Petit rappel crucial : nous parlons ici d'un organisme unique en France, qui répond au nom de Caisse centrale des activités sociales (CCAS), collaborant en lien étroit avec 69 antennes locales (CMCAS). Une galaxie maousse costaud. Et un ovni. Qualifié, par les médias, par effet de raccourci, comme le CE d'EDF ou comme « le plus puissant comité d'entreprise » de notre pays.


Jugez un peu. Il s'adresse à 665 216 personnes, salariées et pensionnées, ainsi qu'à leurs familles en leur proposant cantines, vacances, fêtes de Noël, billetterie spectacles et autres délices. Ces dispositions sont un élément constitutif du statut des salariés et retraités d'EDF, Enedis, GRDF, RTE, Engie, etc. ; et sont communes aux 154 entreprises du secteur de l'énergie et gérées à ce niveau, et non au niveau de chaque entreprise.

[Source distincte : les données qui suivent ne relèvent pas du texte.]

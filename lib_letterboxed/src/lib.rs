//! # lib_letterboxed
//!
//! Building blocks for the Letter Boxed solutions service. Each folder is gated
//! behind a cargo feature of the same name so that consumers only pay for what
//! they use.
//!
//! - **`retrieve`**: resilient HTTP client with retry middleware.
//! - **`puzzle`**: puzzle data model, validation, page extraction and the
//!   dictionary matcher that produces the classified solution sets.
//! - **`cache`**: the single-snapshot store, the single-flight refresher, the
//!   background refresh scheduler and the query handler.
//! - **`utils`**: timing helpers.

#![forbid(unsafe_code)]
#![warn(rust_2018_idioms, unused_qualifications)]

#[cfg(feature = "cache")]
pub mod cache;
#[cfg(feature = "puzzle")]
pub mod puzzle;
#[cfg(feature = "retrieve")]
pub mod retrieve;
#[cfg(feature = "utils")]
pub mod utils;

Pour régaler leur flopée de bénéficiaires, la CCAS et consorts disposent d'un pactole annuel d'environ 386 millions d'euros, versés par les entreprises du secteur comme le prévoient les textes – EDF étant le plus gros contributeur. Celles-ci mettent aussi à leur disposition des moyens humains qui représentaient 484 emplois équivalent temps plein en 2021, soit environ 25 millions d'euros d'aide supplémentaire. En revanche, d'après la Cour, il est impossible d'évaluer les détachements de salariés non facturés ou la mise à disposition gratuite de locaux par les entreprises… Qu'importe ! Ce budget n'a rien à envier aux grandes entreprises.

Nommer un commissaire du gouvernement

Lors de leurs précédents contrôles, en 2007 et 2011, les magistrats de la rue Cambon avaient relevé de nombreux dysfonctionnements et irrégularités dans la gestion du plus puissant CE de France. En 2011, ils s'étaient en particulier préoccupés de sa situation financière et de la passivité des principaux acteurs impliqués – État, employeurs, organisations syndicales.

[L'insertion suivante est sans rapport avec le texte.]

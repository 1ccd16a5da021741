//! # Query Handler
//!
//! Serves "give me today's puzzle and its solutions". A fresh snapshot is
//! returned as-is with no solving; anything else goes through the
//! single-flight refresher, so concurrent queries on a stale store share one
//! fetch.

use std::sync::Arc;

use tracing::info;

use super::clock::Clock;
use super::refresher::Refresher;
use super::store::SnapshotStore;
use crate::puzzle::error::PuzzleError;
use crate::puzzle::model::PuzzleSnapshot;
use crate::puzzle::source::PuzzleSource;

/// Read path over the store and its refresher.
pub struct QueryHandler<S, C> {
    refresher: Arc<Refresher<S, C>>,
    store: Arc<SnapshotStore>,
    clock: Arc<C>,
}

impl<S, C> Clone for QueryHandler<S, C> {
    fn clone(&self) -> Self {
        Self {
            refresher: Arc::clone(&self.refresher),
            store: Arc::clone(&self.store),
            clock: Arc::clone(&self.clock),
        }
    }
}

impl<S, C> QueryHandler<S, C>
where
    S: PuzzleSource,
    C: Clock,
{
    /// Serves from `refresher`'s store, judging freshness by `clock`.
    pub fn new(refresher: Arc<Refresher<S, C>>, clock: Arc<C>) -> Self {
        let store = Arc::clone(refresher.store());
        Self {
            refresher,
            store,
            clock,
        }
    }

    /// Returns a fresh snapshot, refreshing first when the store has none.
    ///
    /// # Errors
    /// The refresh failure, verbatim. A stale snapshot is never returned.
    pub async fn handle_query(&self) -> Result<Arc<PuzzleSnapshot>, PuzzleError> {
        let current = self.store.get();

        if SnapshotStore::is_valid(current.as_deref(), self.clock.now()) {
            if let Some(snapshot) = &current {
                info!("Returning cached data, for puzzle {}", snapshot.print_date());
                return Ok(Arc::clone(snapshot));
            }
        }

        let reason = if current.is_some() {
            "Puzzle has expired"
        } else {
            "No data found"
        };
        info!("Returning new data, for reason: {}", reason);
        self.refresher.refresh().await
    }

    /// The snapshot currently held, fresh or not.
    pub fn current(&self) -> Option<Arc<PuzzleSnapshot>> {
        self.store.get()
    }
}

« Depuis ces constats, plus de dix années se sont écoulées. […] Pour autant, sur bon nombre d'aspects, la Cour fait aujourd'hui le constat que la gestion des activités sociales demeure très insatisfaisante et que la situation financière des institutions qui en ont la charge reste particulièrement fragile », écrit-elle. Pour remettre un peu d'ordre dans les comptes et les pratiques, la Cour adressait, en 2011, des recommandations à la galaxie CCAS. Une seule a été suivie d'effet, et encore partiellement.  

La gestion de ce trésor est de la responsabilité des seuls représentants des membres du personnel, à savoir la CGT. En théorie, l'État détient d'importantes prérogatives de régulation et de contrôle. Mais la Cour des comptes regrette son inaction et émet un rappel au droit. Elle recommande à l'État d'exercer ses prérogatives réglementaires et de nommer un commissaire du gouvernement pour l'y aider. Les entreprises du secteur sont également interpellées. Il leur est rappelé que, bien qu'absentes de la gouvernance interne des activités sociales, elles doivent clarifier leurs relations avec les organismes sociaux.

Refacturation des charges de personnel

Attardons-nous sur les chiffres. Cette plongée nous offre un aperçu affolant de la gestion d'importantes ressources financières par la CGT aux commandes depuis des décennies. Au total, entre 2010 et 2021, le cumul des déficits comptables de la CCAS s'établit à 233,9 millions d'euros, en raison de 228 millions d'euros de déficits courants d'exploitation et 180 millions d'euros de dépréciations de titres et créances associées.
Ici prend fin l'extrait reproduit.